EXERCISE OBJECTIVE: Nothing but a number belongs in the answer: the count of lines below that contain the word "over".

INPUT MATERIAL:
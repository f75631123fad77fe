//! Document operations inside a run

use crate::common::*;
use courier::testing::{Reply, ScriptedEngine};
use courier::{Error, QueryMetadata, RawQueryResult, TransactionQueryOptions};
use parking_lot::Mutex;
use serde_json::{json, Value};
use std::sync::Arc;

#[tokio::test]
async fn test_get_delivers_decoded_content() {
    let engine = ScriptedEngine::new();
    engine.script_get(Reply::ok(raw_doc("k1", 7, r#"{"v":1}"#)));
    let runner = scripted_runner(&engine);

    let seen = Arc::new(Mutex::new(None));
    let s = Arc::clone(&seen);
    runner
        .run(
            move |ctx| {
                let s = Arc::clone(&s);
                async move {
                    let doc = ctx.get(&travel().doc("k1")).await?;
                    *s.lock() = Some((doc.value().clone(), doc.cas()));
                    Ok(())
                }
            },
            None,
        )
        .await
        .unwrap();

    assert_eq!(seen.lock().take(), Some((json!({"v": 1}), 7)));
}

#[tokio::test]
async fn test_insert_of_existing_document_fails_run() {
    let engine = ScriptedEngine::new();
    engine.script_insert(Reply::err(Error::DocumentExists {
        id: "travel/k2".into(),
    }));
    let runner = scripted_runner(&engine);

    let err = runner
        .run(
            |ctx| async move {
                ctx.insert(&travel().doc("k2"), "x").await?;
                Ok(())
            },
            None,
        )
        .await
        .unwrap_err();

    assert!(matches!(err, Error::TransactionFailed { .. }));
    assert!(matches!(err.root_cause(), Error::DocumentExists { .. }));
}

#[tokio::test]
async fn test_missing_document_can_be_handled_by_logic() {
    let engine = ScriptedEngine::new();
    let runner = scripted_runner(&engine);

    runner
        .run(
            |ctx| async move {
                match ctx.get(&travel().doc("absent")).await {
                    Err(e) if e.is_not_found() => {}
                    other => panic!("expected not found, got {:?}", other.map(|d| d.cas())),
                }
                ctx.insert(&travel().doc("absent"), &json!({"created": true}))
                    .await?;
                Ok(())
            },
            None,
        )
        .await
        .unwrap();

    let ops: Vec<&str> = engine.operations().iter().map(|op| op.op).collect();
    assert_eq!(ops, vec!["get", "insert"]);
}

#[tokio::test]
async fn test_read_modify_write_chain() {
    let engine = ScriptedEngine::new();
    engine.script_get(Reply::ok(raw_doc("counter", 3, r#"{"n":41}"#)));
    let runner = scripted_runner(&engine);

    let written = Arc::new(Mutex::new(None));
    let w = Arc::clone(&written);
    runner
        .run(
            move |ctx| {
                let w = Arc::clone(&w);
                async move {
                    let doc = ctx.get(&travel().doc("counter")).await?;
                    let n = doc.value()["n"].as_i64().unwrap_or_default();
                    let updated = ctx.replace(&doc, &json!({"n": n + 1})).await?;
                    *w.lock() = Some(updated.value().clone());
                    ctx.remove(&updated).await?;
                    Ok(())
                }
            },
            None,
        )
        .await
        .unwrap();

    assert_eq!(written.lock().take(), Some(json!({"n": 42})));
    let ops: Vec<&str> = engine.operations().iter().map(|op| op.op).collect();
    assert_eq!(ops, vec!["get", "replace", "remove"]);
}

#[tokio::test]
async fn test_query_rows_and_metadata() {
    let engine = ScriptedEngine::new();
    engine.script_query(Reply::ok(RawQueryResult {
        rows: vec![br#"{"a":1}"#.to_vec(), br#"{"a":2}"#.to_vec()],
        metadata: QueryMetadata {
            request_id: "req-1".into(),
            client_context_id: Some("ctx-9".into()),
            status: "success".into(),
            ..QueryMetadata::default()
        },
    }));
    let runner = scripted_runner(&engine);

    let seen = Arc::new(Mutex::new(Vec::new()));
    let s = Arc::clone(&seen);
    runner
        .run(
            move |ctx| {
                let s = Arc::clone(&s);
                async move {
                    let result = ctx
                        .query(
                            "SELECT * FROM travel",
                            TransactionQueryOptions::new().client_context_id("ctx-9"),
                        )
                        .await?;
                    assert_eq!(result.metadata().request_id, "req-1");
                    assert_eq!(result.metadata().client_context_id.as_deref(), Some("ctx-9"));
                    *s.lock() = result.into_rows();
                    Ok(())
                }
            },
            None,
        )
        .await
        .unwrap();

    let rows: Vec<Value> = seen.lock().clone();
    assert_eq!(rows, vec![json!({"a": 1}), json!({"a": 2})]);
}

#[tokio::test]
async fn test_query_error_surfaces_in_logic() {
    let engine = ScriptedEngine::new();
    engine.script_query(Reply::err(Error::Query {
        reason: "syntax error".into(),
    }));
    let runner = scripted_runner(&engine);

    let err = runner
        .run(
            |ctx| async move {
                ctx.query("SELEKT", TransactionQueryOptions::new()).await?;
                Ok(())
            },
            None,
        )
        .await
        .unwrap_err();
    assert!(matches!(err.root_cause(), Error::Query { .. }));
}
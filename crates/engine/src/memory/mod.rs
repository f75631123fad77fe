//! In-process reference engine
//!
//! `MemoryEngine` implements the full engine contract over a shared
//! `DocumentStore`:
//!
//! - each `run` gets its own driver thread that calls the attempt function
//!   once per attempt and commits after it returns `Ok`;
//! - operations are queued onto an engine `WorkerPool` and complete there;
//! - commit re-validates every version the attempt observed, so concurrent
//!   transactions touching the same documents conflict and retry;
//! - retryable failures are retried with `RetryConfig` backoff until the
//!   budget or the transaction timeout is spent.

pub mod attempt;
pub mod query;
pub mod store;

use std::sync::atomic::{AtomicBool, AtomicU64, AtomicUsize, Ordering};
use std::sync::Arc;
use std::time::{Duration, Instant};

use courier_core::{
    DocId, DocRef, Error, QueryMetadata, QueryMetrics, RawDocument, RawQueryResult,
    RawTransactionResult, ResolvedOptions, Result, TransactionConfig, TransactionQueryOptions,
};
use tracing::{debug, info, warn};
use uuid::Uuid;

use crate::engine::{AttemptFn, Engine, ErrorCallback, SuccessCallback};
use crate::retry::RetryConfig;
use crate::workers::{WorkerPool, DEFAULT_QUEUE_DEPTH};

pub use attempt::MemoryAttempt;
pub use query::Statement;
pub use store::{DocumentStore, StagedWrite, StoredDoc};

/// Default number of engine worker threads
pub const DEFAULT_WORKER_THREADS: usize = 2;

/// Session of a `MemoryEngine`.
#[derive(Debug)]
pub struct MemorySession {
    id: u64,
    config: TransactionConfig,
    closed: AtomicBool,
    active_runs: Arc<AtomicUsize>,
}

impl MemorySession {
    /// Engine-assigned session id
    pub fn id(&self) -> u64 {
        self.id
    }

    /// Configuration the session was created with
    pub fn config(&self) -> &TransactionConfig {
        &self.config
    }

    /// Transactions started on this session that have not reported an outcome
    pub fn active_runs(&self) -> usize {
        self.active_runs.load(Ordering::Acquire)
    }
}

/// Transaction counters.
///
/// Relaxed ordering: observational only.
#[derive(Debug, Default)]
struct EngineMetrics {
    started: AtomicU64,
    committed: AtomicU64,
    failed: AtomicU64,
    attempts: AtomicU64,
}

/// Snapshot of engine counters
#[derive(Debug, Clone, Copy, PartialEq, Eq)]
pub struct MemoryEngineStats {
    /// Transactions started
    pub started: u64,
    /// Transactions committed
    pub committed: u64,
    /// Transactions that ended in failure or expiry
    pub failed: u64,
    /// Attempt function invocations
    pub attempts: u64,
}

/// Reference engine over a `DocumentStore`.
pub struct MemoryEngine {
    store: Arc<DocumentStore>,
    workers: WorkerPool,
    retry: RetryConfig,
    next_session: AtomicU64,
    metrics: Arc<EngineMetrics>,
}

impl MemoryEngine {
    /// Engine over `store` with default workers and retry policy.
    pub fn new(store: Arc<DocumentStore>) -> Result<Self> {
        Self::with_workers(store, DEFAULT_WORKER_THREADS)
    }

    /// Engine over `store` with `threads` worker threads.
    pub fn with_workers(store: Arc<DocumentStore>, threads: usize) -> Result<Self> {
        let workers = WorkerPool::new("courier-engine", threads, DEFAULT_QUEUE_DEPTH)?;
        Ok(Self {
            store,
            workers,
            retry: RetryConfig::default(),
            next_session: AtomicU64::new(1),
            metrics: Arc::new(EngineMetrics::default()),
        })
    }

    /// Replace the retry policy
    pub fn with_retry(mut self, retry: RetryConfig) -> Self {
        self.retry = retry;
        self
    }

    /// The backing store
    pub fn store(&self) -> &Arc<DocumentStore> {
        &self.store
    }

    /// Retry policy in effect
    pub fn retry_config(&self) -> &RetryConfig {
        &self.retry
    }

    /// Block until all queued operation completions have run
    pub fn drain(&self) {
        self.workers.drain();
    }

    /// Snapshot of transaction counters
    pub fn stats(&self) -> MemoryEngineStats {
        MemoryEngineStats {
            started: self.metrics.started.load(Ordering::Relaxed),
            committed: self.metrics.committed.load(Ordering::Relaxed),
            failed: self.metrics.failed.load(Ordering::Relaxed),
            attempts: self.metrics.attempts.load(Ordering::Relaxed),
        }
    }

    /// Run `op` on a worker and report its outcome through the callbacks.
    fn complete<R, F>(
        &self,
        attempt: &Arc<MemoryAttempt>,
        op: F,
        on_ok: SuccessCallback<R>,
        on_err: ErrorCallback,
    ) -> Result<()>
    where
        R: Send + 'static,
        F: FnOnce(&MemoryAttempt, &DocumentStore) -> Result<R> + Send + 'static,
    {
        attempt.ensure_usable()?;
        let attempt = Arc::clone(attempt);
        let store = Arc::clone(&self.store);
        self.workers.submit(move || match op(&attempt, &store) {
            Ok(value) => on_ok(value),
            Err(e) => on_err(Some(e)),
        })?;
        Ok(())
    }
}

/// Decrements the session's active run count when the driver exits.
struct ActiveRunGuard(Arc<AtomicUsize>);

impl Drop for ActiveRunGuard {
    fn drop(&mut self) {
        self.0.fetch_sub(1, Ordering::AcqRel);
    }
}

struct Driver {
    transaction_id: String,
    store: Arc<DocumentStore>,
    retry: RetryConfig,
    metrics: Arc<EngineMetrics>,
    deadline: Instant,
    on_attempt: AttemptFn<Arc<MemoryAttempt>>,
}

impl Driver {
    /// Attempt loop. Returns the final outcome of the transaction.
    fn drive(&self) -> Result<RawTransactionResult> {
        let mut number = 0usize;
        loop {
            if Instant::now() >= self.deadline {
                return Err(Error::TransactionExpired {
                    transaction_id: self.transaction_id.clone(),
                });
            }

            self.metrics.attempts.fetch_add(1, Ordering::Relaxed);
            let attempt = Arc::new(MemoryAttempt::new(number, self.deadline));
            debug!(target: "courier::engine", txn = %self.transaction_id, attempt = number, "Attempt started");

            let outcome = std::panic::catch_unwind(std::panic::AssertUnwindSafe(|| {
                (self.on_attempt)(Arc::clone(&attempt))
            }))
            .unwrap_or_else(|_| Err(Error::internal("attempt function panicked")));
            attempt.close();

            let err = match outcome.and_then(|()| attempt.commit(&self.store)) {
                Ok(writes) => {
                    info!(target: "courier::engine", txn = %self.transaction_id, attempt = number, writes, "Transaction committed");
                    return Ok(RawTransactionResult {
                        transaction_id: self.transaction_id.clone(),
                        unstaging_complete: true,
                    });
                }
                Err(e) => e,
            };

            if matches!(err, Error::AttemptExpired) {
                return Err(Error::TransactionExpired {
                    transaction_id: self.transaction_id.clone(),
                });
            }

            let delay = self.retry.calculate_delay(number);
            let retryable = err.is_retryable()
                && self.retry.should_retry(number)
                && Instant::now() + delay < self.deadline;
            if !retryable {
                return Err(Error::TransactionFailed {
                    transaction_id: self.transaction_id.clone(),
                    cause: Box::new(err),
                });
            }

            warn!(
                target: "courier::engine",
                txn = %self.transaction_id,
                attempt = number,
                error = %err,
                delay_ms = delay.as_millis() as u64,
                "Attempt failed, retrying"
            );
            if delay > Duration::ZERO {
                std::thread::sleep(delay);
            }
            number += 1;
        }
    }
}

impl Engine for MemoryEngine {
    type Session = MemorySession;
    type Attempt = Arc<MemoryAttempt>;

    fn create_session(&self, config: &TransactionConfig) -> Result<MemorySession> {
        config.validate()?;
        let id = self.next_session.fetch_add(1, Ordering::Relaxed);
        debug!(target: "courier::engine", session = id, "Memory session created");
        Ok(MemorySession {
            id,
            config: config.clone(),
            closed: AtomicBool::new(false),
            active_runs: Arc::new(AtomicUsize::new(0)),
        })
    }

    fn destroy_session(&self, session: &MemorySession) -> Result<()> {
        let active = session.active_runs();
        if active > 0 {
            return Err(Error::invalid_operation(format!(
                "session {} still has {} transaction(s) running",
                session.id, active
            )));
        }
        session.closed.store(true, Ordering::Release);
        debug!(target: "courier::engine", session = session.id, "Memory session destroyed");
        Ok(())
    }

    fn run(
        &self,
        session: &MemorySession,
        on_attempt: AttemptFn<Arc<MemoryAttempt>>,
        options: &ResolvedOptions,
        on_ok: SuccessCallback<RawTransactionResult>,
        on_err: ErrorCallback,
    ) -> Result<()> {
        if session.closed.load(Ordering::Acquire) {
            return Err(Error::SessionClosed);
        }

        let driver = Driver {
            transaction_id: Uuid::new_v4().to_string(),
            store: Arc::clone(&self.store),
            retry: self.retry.clone(),
            metrics: Arc::clone(&self.metrics),
            deadline: Instant::now() + options.timeout,
            on_attempt,
        };
        info!(
            target: "courier::engine",
            txn = %driver.transaction_id,
            session = session.id,
            durability = ?options.durability,
            timeout_ms = options.timeout.as_millis() as u64,
            "Transaction started"
        );

        session.active_runs.fetch_add(1, Ordering::AcqRel);
        let guard = ActiveRunGuard(Arc::clone(&session.active_runs));
        let metrics = Arc::clone(&self.metrics);

        std::thread::Builder::new()
            .name("courier-txn-driver".to_string())
            .spawn(move || {
                metrics.started.fetch_add(1, Ordering::Relaxed);
                let outcome = driver.drive();
                // Report only after the run is no longer counted as active.
                drop(guard);
                match outcome {
                    Ok(result) => {
                        metrics.committed.fetch_add(1, Ordering::Relaxed);
                        on_ok(result);
                    }
                    Err(e) => {
                        metrics.failed.fetch_add(1, Ordering::Relaxed);
                        warn!(target: "courier::engine", txn = %driver.transaction_id, error = %e, "Transaction failed");
                        on_err(Some(e));
                    }
                }
            })
            .map_err(|e| Error::internal(format!("failed to spawn transaction driver: {}", e)))?;
        Ok(())
    }

    fn get(
        &self,
        attempt: &Arc<MemoryAttempt>,
        id: DocId,
        on_ok: SuccessCallback<RawDocument>,
        on_err: ErrorCallback,
    ) -> Result<()> {
        self.complete(attempt, move |a, store| a.get(store, id), on_ok, on_err)
    }

    fn insert(
        &self,
        attempt: &Arc<MemoryAttempt>,
        id: DocId,
        content: Vec<u8>,
        on_ok: SuccessCallback<RawDocument>,
        on_err: ErrorCallback,
    ) -> Result<()> {
        self.complete(
            attempt,
            move |a, store| a.insert(store, id, content),
            on_ok,
            on_err,
        )
    }

    fn replace(
        &self,
        attempt: &Arc<MemoryAttempt>,
        doc: DocRef,
        content: Vec<u8>,
        on_ok: SuccessCallback<RawDocument>,
        on_err: ErrorCallback,
    ) -> Result<()> {
        self.complete(
            attempt,
            move |a, store| a.replace(store, doc, content),
            on_ok,
            on_err,
        )
    }

    fn remove(
        &self,
        attempt: &Arc<MemoryAttempt>,
        doc: DocRef,
        on_ok: SuccessCallback<()>,
        on_err: ErrorCallback,
    ) -> Result<()> {
        self.complete(attempt, move |a, store| a.remove(store, doc), on_ok, on_err)
    }

    fn query(
        &self,
        attempt: &Arc<MemoryAttempt>,
        statement: String,
        options: TransactionQueryOptions,
        on_ok: SuccessCallback<RawQueryResult>,
        on_err: ErrorCallback,
    ) -> Result<()> {
        self.complete(
            attempt,
            move |a, store| {
                let started = Instant::now();
                let Statement::ScanAll(keyspace) = query::parse(&statement)?;
                let rows: Vec<Vec<u8>> = a
                    .scan(store, &keyspace)?
                    .into_iter()
                    .map(|doc| doc.content)
                    .collect();
                let metrics = options.metrics.then(|| QueryMetrics {
                    result_count: rows.len() as u64,
                    mutation_count: 0,
                    elapsed_us: started.elapsed().as_micros() as u64,
                });
                Ok(RawQueryResult {
                    rows,
                    metadata: QueryMetadata {
                        request_id: Uuid::new_v4().to_string(),
                        client_context_id: options.client_context_id,
                        status: "success".to_string(),
                        metrics,
                        warnings: Vec::new(),
                    },
                })
            },
            on_ok,
            on_err,
        )
    }
}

ANSWER FOR THIS EXERCISE: 4